C1.6 Report Generation

def generate_review_report(
    findings: list[PolicyFinding],
    max_findings_per_type: int = 15
) -> str:
    """Generate a structured report for human expert review."""
    contradictions = [f for f in findings if f.finding_type == FindingType.POTENTIAL_CONTRADICTION]
    overlaps = [f for f in findings if f.finding_type == FindingType.PARTIAL_OVERLAP]
    equivalences = [f for f in findings if f.finding_type == FindingType.EQUIVALENT]

    sections = [
        "# Cross-Jurisdiction Policy Analysis Report\n",
        f"Generated: {datetime.now().strftime('%Y-%m-%d %H:%M UTC')}\n",
        f"Total findings: {len(findings)} | "
        f"Contradictions: {len(contradictions)} | "
        f"Overlaps: {len(overlaps)} | "
        f"Equivalences: {len(equivalences)}\n",
        "---\n",
        "## Priority 1: Potential Contradictions (Requires Immediate Review)\n"
    ]

    for f in contradictions[:max_findings_per_type]:
        sections.append(f"""
### Finding: {f.finding_id[:8]}
**Similarity score:** {f.similarity_score:.3f} | **Obligation divergence:** {f.obligation_divergence:.3f}

**{f.clause_a.jurisdiction}** ({f.clause_a.source_lang}) — {f.clause_a.section_reference}:
> {f.clause_a.text[:300]}...

**{f.clause_b.jurisdiction}** ({f.clause_b.source_lang}) — {f.clause_b.section_reference}:
> {f.clause_b.text[:300]}...

*These clauses address the same topic (similarity: {f.similarity_score:.2f}) but diverge significantly on obligation direction (divergence: {f.obligation_divergence:.2f}).

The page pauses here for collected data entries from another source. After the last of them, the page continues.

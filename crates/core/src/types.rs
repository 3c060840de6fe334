/// Trip identifiers are allocated from a monotonic counter starting at 1.
pub type TripId = i64;

/// All timestamps are UTC.
pub type Timestamp = chrono::DateTime<chrono::Utc>;
use async_trait::async_trait;
use tokio::sync::RwLock;
use travelhunt_core::trip::TripRecord;
use travelhunt_core::types::TripId;

use crate::{needs_append, StoreError, TripRepository};

/// Process-lifetime trip store.
#[derive(Debug, Default)]
pub struct MemoryTripRepository {
    records: RwLock<Vec<TripRecord>>,
}

impl MemoryTripRepository {
    pub fn new() -> Self {
        Self::default()
    }
}

#[async_trait]
impl TripRepository for MemoryTripRepository {
    async fn load_all(&self) -> Result<Vec<TripRecord>, StoreError> {
        Ok(self.records.read().await.clone())
    }

    async fn append(&self, record: &TripRecord) -> Result<(), StoreError> {
        let mut records = self.records.write().await;
        if needs_append(&records, record)? {
            records.push(record.clone());
        }
        Ok(())
    }

    async fn contains(&self, id: TripId) -> Result<bool, StoreError> {
        Ok(self.records.read().await.iter().any(|r| r.id() == id))
    }

    async fn health_check(&self) -> Result<(), StoreError> {
        Ok(())
    }
}
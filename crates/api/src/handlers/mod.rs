pub mod catalog;
pub mod trips;
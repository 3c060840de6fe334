use std::path::PathBuf;
use std::time::Duration;

use travelhunt_core::catalog::PlaceCatalog;
use travelhunt_core::draft::DraftPolicy;
use travelhunt_pipeline::planner::{DEFAULT_PERSIST_RETRIES, DEFAULT_PERSIST_TIMEOUT};
use travelhunt_pipeline::PlannerConfig;

/// Server configuration loaded from environment variables.
///
/// All fields have defaults suitable for local development.
#[derive(Debug, Clone)]
pub struct ServerConfig {
    /// Bind address (default: `0.0.0.0`).
    pub host: String,
    /// Bind port (default: `3000`).
    pub port: u16,
    /// Allowed CORS origins, parsed from comma-separated `CORS_ORIGINS` env var.
    pub cors_origins: Vec<String>,
    /// HTTP request timeout in seconds (default: `30`).
    pub request_timeout_secs: u64,
    /// Grace period for background tasks after the server stops (default: `5`).
    pub shutdown_timeout_secs: u64,
    /// JSON file holding finalized trips. Trips stay in memory when unset.
    pub trips_file: Option<PathBuf>,
    /// Only accept places from the built-in catalog (default: `true`).
    pub restrict_places_to_catalog: bool,
    /// Clear traveler and dates when the place changes (default: `false`).
    pub reset_downstream_on_place_change: bool,
    /// Upper bound on one trip write in milliseconds (default: `5000`).
    pub persist_timeout_ms: u64,
    /// Extra attempts after a failed trip write (default: `2`).
    pub persist_retries: u32,
}

impl ServerConfig {
    /// Load configuration from environment variables with defaults.
    ///
    /// | Env Var                            | Default                 |
    /// |------------------------------------|-------------------------|
    /// | `HOST`                             | `0.0.0.0`               |
    /// | `PORT`                             | `3000`                  |
    /// | `CORS_ORIGINS`                     | `http://localhost:8081` |
    /// | `REQUEST_TIMEOUT_SECS`             | `30`                    |
    /// | `SHUTDOWN_TIMEOUT_SECS`            | `5`                     |
    /// | `TRIPS_FILE`                       | unset (memory only)     |
    /// | `RESTRICT_PLACES_TO_CATALOG`       | `true`                  |
    /// | `RESET_DOWNSTREAM_ON_PLACE_CHANGE` | `false`                 |
    /// | `PERSIST_TIMEOUT_MS`               | `5000`                  |
    /// | `PERSIST_RETRIES`                  | `2`                     |
    pub fn from_env() -> Self {
        let host = std::env::var("HOST").unwrap_or_else(|_| "0.0.0.0".into());

        let port: u16 = std::env::var("PORT")
            .unwrap_or_else(|_| "3000".into())
            .parse()
            .expect("PORT must be a valid u16");

        let cors_origins: Vec<String> = std::env::var("CORS_ORIGINS")
            .unwrap_or_else(|_| "http://localhost:8081".into())
            .split(',')
            .map(|s| s.trim().to_string())
            .filter(|s| !s.is_empty())
            .collect();

        let request_timeout_secs: u64 = std::env::var("REQUEST_TIMEOUT_SECS")
            .unwrap_or_else(|_| "30".into())
            .parse()
            .expect("REQUEST_TIMEOUT_SECS must be a valid u64");

        let shutdown_timeout_secs: u64 = std::env::var("SHUTDOWN_TIMEOUT_SECS")
            .unwrap_or_else(|_| "5".into())
            .parse()
            .expect("SHUTDOWN_TIMEOUT_SECS must be a valid u64");

        let trips_file = std::env::var("TRIPS_FILE")
            .ok()
            .map(|s| s.trim().to_string())
            .filter(|s| !s.is_empty())
            .map(PathBuf::from);

        let restrict_places_to_catalog = env_flag("RESTRICT_PLACES_TO_CATALOG", true);
        let reset_downstream_on_place_change =
            env_flag("RESET_DOWNSTREAM_ON_PLACE_CHANGE", false);

        let persist_timeout_ms: u64 = std::env::var("PERSIST_TIMEOUT_MS")
            .map(|s| s.parse().expect("PERSIST_TIMEOUT_MS must be a valid u64"))
            .unwrap_or(DEFAULT_PERSIST_TIMEOUT.as_millis() as u64);

        let persist_retries: u32 = std::env::var("PERSIST_RETRIES")
            .map(|s| s.parse().expect("PERSIST_RETRIES must be a valid u32"))
            .unwrap_or(DEFAULT_PERSIST_RETRIES);

        Self {
            host,
            port,
            cors_origins,
            request_timeout_secs,
            shutdown_timeout_secs,
            trips_file,
            restrict_places_to_catalog,
            reset_downstream_on_place_change,
            persist_timeout_ms,
            persist_retries,
        }
    }

    /// Planner settings derived from this configuration.
    pub fn planner_config(&self, catalog: &PlaceCatalog) -> PlannerConfig {
        PlannerConfig {
            draft_policy: DraftPolicy {
                reset_downstream_on_place_change: self.reset_downstream_on_place_change,
            },
            catalog: self.restrict_places_to_catalog.then(|| catalog.clone()),
            persist_timeout: Duration::from_millis(self.persist_timeout_ms),
            persist_retries: self.persist_retries,
        }
    }
}

/// Parse a boolean environment variable (`true`/`false`/`1`/`0`).
fn env_flag(name: &str, default: bool) -> bool {
    match std::env::var(name) {
        Ok(value) => match value.trim().to_ascii_lowercase().as_str() {
            "1" | "true" | "yes" | "on" => true,
            "0" | "false" | "no" | "off" => false,
            other => panic!("{name} must be a boolean, got '{other}'"),
        },
        Err(_) => default,
    }
}
//! Built-in place catalog and traveler options offered by the flow.

use serde::Serialize;

use crate::error::CoreError;
use crate::trip::{PlaceSelection, TravelerType};

/// A destination the search step can offer.
#[derive(Debug, Clone, PartialEq, Eq, Serialize)]
pub struct Place {
    pub id: String,
    pub name: String,
}

/// Destinations offered when no custom catalog is configured.
pub const DEFAULT_PLACES: &[(&str, &str)] = &[
    ("1", "Shimla"),
    ("2", "Varanasi"),
    ("3", "Agra"),
    ("4", "Nagpur"),
    ("5", "Mumbai"),
    ("6", "Jammu"),
];

/// Searchable list of known destinations.
#[derive(Debug, Clone, PartialEq, Eq)]
pub struct PlaceCatalog {
    places: Vec<Place>,
}

impl PlaceCatalog {
    pub fn new(places: Vec<Place>) -> Self {
        Self { places }
    }

    pub fn places(&self) -> &[Place] {
        &self.places
    }

    /// Places whose name contains `query`, ignoring case. A blank query
    /// matches everything.
    pub fn search(&self, query: &str) -> Vec<&Place> {
        let needle = query.trim().to_lowercase();
        self.places
            .iter()
            .filter(|p| p.name.to_lowercase().contains(&needle))
            .collect()
    }

    /// Exact, case-insensitive lookup by name.
    pub fn find(&self, name: &str) -> Option<&Place> {
        let name = name.trim();
        self.places.iter().find(|p| p.name.eq_ignore_ascii_case(name))
    }

    /// Map a free-text selection onto the catalog's spelling of the place.
    pub fn resolve(&self, place: &PlaceSelection) -> Result<PlaceSelection, CoreError> {
        self.find(&place.name)
            .map(|p| PlaceSelection {
                name: p.name.clone(),
            })
            .ok_or_else(|| {
                CoreError::Validation(format!(
                    "Unknown place '{}'. Choose one of: {}",
                    place.name,
                    self.places
                        .iter()
                        .map(|p| p.name.as_str())
                        .collect::<Vec<_>>()
                        .join(", ")
                ))
            })
    }
}

impl Default for PlaceCatalog {
    fn default() -> Self {
        Self::new(
            DEFAULT_PLACES
                .iter()
                .map(|(id, name)| Place {
                    id: (*id).to_string(),
                    name: (*name).to_string(),
                })
                .collect(),
        )
    }
}

/// One entry of the traveler selection list.
#[derive(Debug, Clone, PartialEq, Eq, Serialize)]
pub struct TravelerOption {
    pub traveler_type: TravelerType,
    pub title: &'static str,
    pub description: &'static str,
    pub people: &'static str,
}

/// Traveler options in display order.
pub fn traveler_options() -> Vec<TravelerOption> {
    TravelerType::ALL
        .iter()
        .map(|&t| TravelerOption {
            traveler_type: t,
            title: t.label(),
            description: t.description(),
            people: t.default_people_range(),
        })
        .collect()
}
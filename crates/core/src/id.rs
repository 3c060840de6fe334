//! Trip id allocation.

use std::sync::atomic::{AtomicI64, Ordering};
use std::sync::Arc;

use crate::error::CoreError;
use crate::types::TripId;

/// First id handed out by a fresh generator.
pub const FIRST_TRIP_ID: TripId = 1;

/// Monotonic trip id counter.
///
/// Clones share the same counter, so every draft store built from one
/// generator allocates ids that are unique across all of them.
#[derive(Debug, Clone)]
pub struct TripIdGenerator {
    next: Arc<AtomicI64>,
}

impl TripIdGenerator {
    pub fn new() -> Self {
        Self {
            next: Arc::new(AtomicI64::new(FIRST_TRIP_ID)),
        }
    }

    /// Allocate the next id.
    pub fn next_id(&self) -> TripId {
        self.next.fetch_add(1, Ordering::SeqCst)
    }

    /// Ensure future ids are strictly greater than `last_used`.
    ///
    /// Never moves the counter backwards. Fails when `last_used` is the
    /// largest representable id, since no later id exists.
    pub fn resume_after(&self, last_used: TripId) -> Result<(), CoreError> {
        let next = last_used.checked_add(1).ok_or_else(|| {
            CoreError::Internal(format!("No trip ids left after {last_used}"))
        })?;
        self.next.fetch_max(next, Ordering::SeqCst);
        Ok(())
    }

    /// The id the next call to [`next_id`](Self::next_id) will return.
    pub fn peek(&self) -> TripId {
        self.next.load(Ordering::SeqCst)
    }
}

impl Default for TripIdGenerator {
    fn default() -> Self {
        Self::new()
    }
}
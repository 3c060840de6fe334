use travelhunt_core::error::CoreError;
use travelhunt_db::StoreError;

#[derive(Debug, thiserror::Error)]
pub enum PlannerError {
    #[error(transparent)]
    Core(#[from] CoreError),

    /// The trip could not be written to the repository. Neither the draft
    /// nor the collection were changed.
    #[error("Failed to store trip: {0}")]
    AppendFailure(#[source] StoreError),

    #[error("Failed to restore stored trips: {0}")]
    Restore(#[source] StoreError),
}
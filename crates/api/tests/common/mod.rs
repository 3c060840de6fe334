#![allow(dead_code)]

use std::sync::Arc;

use axum::body::Body;
use axum::http::{Method, Request, Response};
use axum::Router;
use http_body_util::BodyExt;
use tower::ServiceExt;

use travelhunt_api::config::ServerConfig;
use travelhunt_api::router::build_app_router;
use travelhunt_api::state::AppState;
use travelhunt_db::{MemoryTripRepository, TripRepository};
use travelhunt_events::EventBus;

/// Build a test `ServerConfig` with safe defaults.
pub fn test_config() -> ServerConfig {
    ServerConfig {
        host: "127.0.0.1".to_string(),
        port: 0,
        cors_origins: vec!["http://localhost:8081".to_string()],
        request_timeout_secs: 30,
        shutdown_timeout_secs: 5,
        trips_file: None,
        restrict_places_to_catalog: true,
        reset_downstream_on_place_change: false,
        persist_timeout_ms: 1000,
        persist_retries: 0,
    }
}

/// Full application router over an in-memory trip store.
pub fn build_test_app() -> Router {
    build_test_app_with(test_config(), Arc::new(MemoryTripRepository::new()))
}

/// Full application router over the given config and trip store.
pub fn build_test_app_with(config: ServerConfig, repository: Arc<dyn TripRepository>) -> Router {
    let state = AppState::new(&config, repository, Arc::new(EventBus::default()));
    build_app_router(state, &config)
}

pub async fn send(
    app: &Router,
    method: Method,
    uri: &str,
    body: Option<serde_json::Value>,
) -> Response<Body> {
    let builder = Request::builder().method(method).uri(uri);
    let request = match body {
        Some(json) => builder
            .header("content-type", "application/json")
            .body(Body::from(json.to_string()))
            .unwrap(),
        None => builder.body(Body::empty()).unwrap(),
    };
    app.clone().oneshot(request).await.unwrap()
}

pub async fn get(app: &Router, uri: &str) -> Response<Body> {
    send(app, Method::GET, uri, None).await
}

pub async fn post_json(app: &Router, uri: &str, body: serde_json::Value) -> Response<Body> {
    send(app, Method::POST, uri, Some(body)).await
}

pub async fn put_json(app: &Router, uri: &str, body: serde_json::Value) -> Response<Body> {
    send(app, Method::PUT, uri, Some(body)).await
}

pub async fn post_empty(app: &Router, uri: &str) -> Response<Body> {
    send(app, Method::POST, uri, None).await
}

pub async fn delete(app: &Router, uri: &str) -> Response<Body> {
    send(app, Method::DELETE, uri, None).await
}

/// Collect a response body and parse it as JSON.
pub async fn body_json(response: Response<Body>) -> serde_json::Value {
    let bytes = response.into_body().collect().await.unwrap().to_bytes();
    serde_json::from_slice(&bytes).unwrap()
}
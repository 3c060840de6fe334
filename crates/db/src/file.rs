//! JSON document trip store.
//!
//! All trips live in one file shaped as `{ "version": 1, "trips": [...] }`.
//! Appends rewrite the whole document through a temporary file followed by
//! a rename, so a crash mid-write leaves the previous document intact.

use std::path::{Path, PathBuf};
use std::sync::Arc;

use async_trait::async_trait;
use serde::{Deserialize, Serialize};
use tokio::io::AsyncWriteExt;
use tokio::sync::{Mutex, OwnedMutexGuard};
use travelhunt_core::trip::TripRecord;
use travelhunt_core::types::TripId;

use crate::{needs_append, StoreError, TripRepository};

/// Current on-disk document version.
pub const TRIP_FILE_VERSION: u32 = 1;

#[derive(Debug, Serialize, Deserialize)]
struct TripDocument {
    version: u32,
    trips: Vec<TripRecord>,
}

impl Default for TripDocument {
    fn default() -> Self {
        Self {
            version: TRIP_FILE_VERSION,
            trips: Vec::new(),
        }
    }
}

/// Trip store backed by a single JSON file.
#[derive(Debug, Clone)]
pub struct JsonFileTripRepository {
    inner: Arc<TripFile>,
}

#[derive(Debug)]
struct TripFile {
    path: PathBuf,
    write_lock: Arc<Mutex<()>>,
}

impl JsonFileTripRepository {
    pub fn new(path: impl Into<PathBuf>) -> Self {
        Self {
            inner: Arc::new(TripFile {
                path: path.into(),
                write_lock: Arc::new(Mutex::new(())),
            }),
        }
    }
}

impl TripFile {
    fn dir(&self) -> &Path {
        self.path
            .parent()
            .filter(|p| !p.as_os_str().is_empty())
            .unwrap_or_else(|| Path::new("."))
    }

    async fn read_document(&self) -> Result<TripDocument, StoreError> {
        let content = match tokio::fs::read_to_string(&self.path).await {
            Ok(content) => content,
            Err(e) if e.kind() == std::io::ErrorKind::NotFound => {
                return Ok(TripDocument::default())
            }
            Err(e) => return Err(e.into()),
        };
        let document: TripDocument = serde_json::from_str(&content)?;
        if document.version != TRIP_FILE_VERSION {
            return Err(StoreError::UnsupportedVersion(document.version));
        }
        Ok(document)
    }

    async fn write_document(&self, document: &TripDocument) -> Result<(), StoreError> {
        let dir = self.dir();
        tokio::fs::create_dir_all(dir).await?;

        let content = serde_json::to_string_pretty(document)?;
        let tmp_path = dir.join(format!(".trips.{}.tmp", uuid::Uuid::new_v4().simple()));

        let write_result = async {
            let mut file = tokio::fs::File::create(&tmp_path).await?;
            file.write_all(content.as_bytes()).await?;
            file.flush().await?;
            file.sync_all().await?;
            drop(file);
            tokio::fs::rename(&tmp_path, &self.path).await
        }
        .await;

        if let Err(e) = write_result {
            let _ = tokio::fs::remove_file(&tmp_path).await;
            return Err(e.into());
        }
        Ok(())
    }

    /// Read, extend and rewrite the document while holding `guard`.
    async fn append_locked(
        &self,
        _guard: OwnedMutexGuard<()>,
        record: TripRecord,
    ) -> Result<(), StoreError> {
        let mut document = self.read_document().await?;
        if !needs_append(&document.trips, &record)? {
            tracing::debug!(trip_id = record.id(), "Trip already in file store");
            return Ok(());
        }
        let trip_id = record.id();
        document.trips.push(record);
        self.write_document(&document).await?;
        tracing::debug!(
            trip_id,
            total = document.trips.len(),
            path = %self.path.display(),
            "Trip written to file store"
        );
        Ok(())
    }
}

#[async_trait]
impl TripRepository for JsonFileTripRepository {
    async fn load_all(&self) -> Result<Vec<TripRecord>, StoreError> {
        Ok(self.inner.read_document().await?.trips)
    }

    /// The write runs on its own task and keeps the write lock until the
    /// document is on disk, even if the caller stops waiting for it.
    async fn append(&self, record: &TripRecord) -> Result<(), StoreError> {
        let lock = Arc::clone(&self.inner.write_lock).lock_owned().await;
        let inner = Arc::clone(&self.inner);
        let record = record.clone();
        tokio::spawn(async move { inner.append_locked(lock, record).await })
            .await
            .map_err(|e| StoreError::Unavailable(format!("Trip write task failed: {e}")))?
    }

    /// Waits for any in-flight write before looking.
    async fn contains(&self, id: TripId) -> Result<bool, StoreError> {
        let _guard = self.inner.write_lock.lock().await;
        let document = self.inner.read_document().await?;
        Ok(document.trips.iter().any(|r| r.id() == id))
    }

    async fn health_check(&self) -> Result<(), StoreError> {
        let inner = &self.inner;
        if tokio::fs::try_exists(&inner.path).await? {
            inner.read_document().await.map(|_| ())
        } else {
            match tokio::fs::metadata(inner.dir()).await {
                Ok(meta) if meta.is_dir() => Ok(()),
                Ok(_) => Err(StoreError::Unavailable(format!(
                    "{} is not a directory",
                    inner.dir().display()
                ))),
                // The directory is created on first append.
                Err(e) if e.kind() == std::io::ErrorKind::NotFound => Ok(()),
                Err(e) => Err(e.into()),
            }
        }
    }
}

// ---------------------------------------------------------------------------
// Tests
// ---------------------------------------------------------------------------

Review for regulatory conflict.*

---""")

    return "\n".join(sections)

C1.7 Evaluation: Precision and Recall

Build a gold standard by manually annotating a subset of your corpus before running the system. For 50 clause pairs, record whether each is: a genuine equivalence, a genuine contradiction, a partial overlap, or unrelated. Run the system and compare.

def evaluate_system(
    system_findings: list[PolicyFinding],
    gold_standard: list[dict]  # [{"clause_a_id": ..., "clause_b_id": ..., "true_type": ...}]
) -> dict:
    """Measure precision and recall against gold standard."""
    gold_contradictions = {
        tuple(sorted([g["clause_a_id"], g["clause_b_id"]]))
        for g in gold_standard if g["true_type"] == "contradiction"
    }
    system_contradictions = {
        tuple(sorted([f.clause_a.clause_id, f.clause_b.clause_id]))
        for f in system_findings if f.finding_type == FindingType.POTENTIAL_CONTRADICTION
    }

    true_positives = gold_contradictions & system_contradictions
    false_positives = system_contradictions - gold_contradictions
    false_negatives = gold_contradictions - system_contradictions

    precision = len(true_positives) / max(len(system_contradictions), 1)
    recall = len(true_positives) / max(len(gold_contradictions), 1)
    f1 = 2 * precision * recall / max(precision + recall, 1e-10)

    return {
        "precision": precision,
        "recall": recall,
        "f1": f1,
        "true_positives": len(true_positives),
        "false_positives": len(false_positives),
        "false_negatives": len(false_negatives)
    }

Portfolio Project: Cross-Jurisdiction Policy Synthesizer

Build a complete Cross-Document Policy Synthesizer for a domain you have access to. Good options:

Regulatory: GDPR (EU) vs. CCPA (California) vs. PIPEDA (Canada) — all publicly available, overlapping in scope, different in obligation
HR policy: Compare employee handbook policies across fictional subsidiaries you define
Technical standards: Compare ISO 27001 and NIST CSF cybersecurity framework requirements

Your system must: encode all documents into concept space, detect semantic equivalences and potential contradictions across documents, generate a prioritized review report, and measure precision and recall on a manually annotated gold standard.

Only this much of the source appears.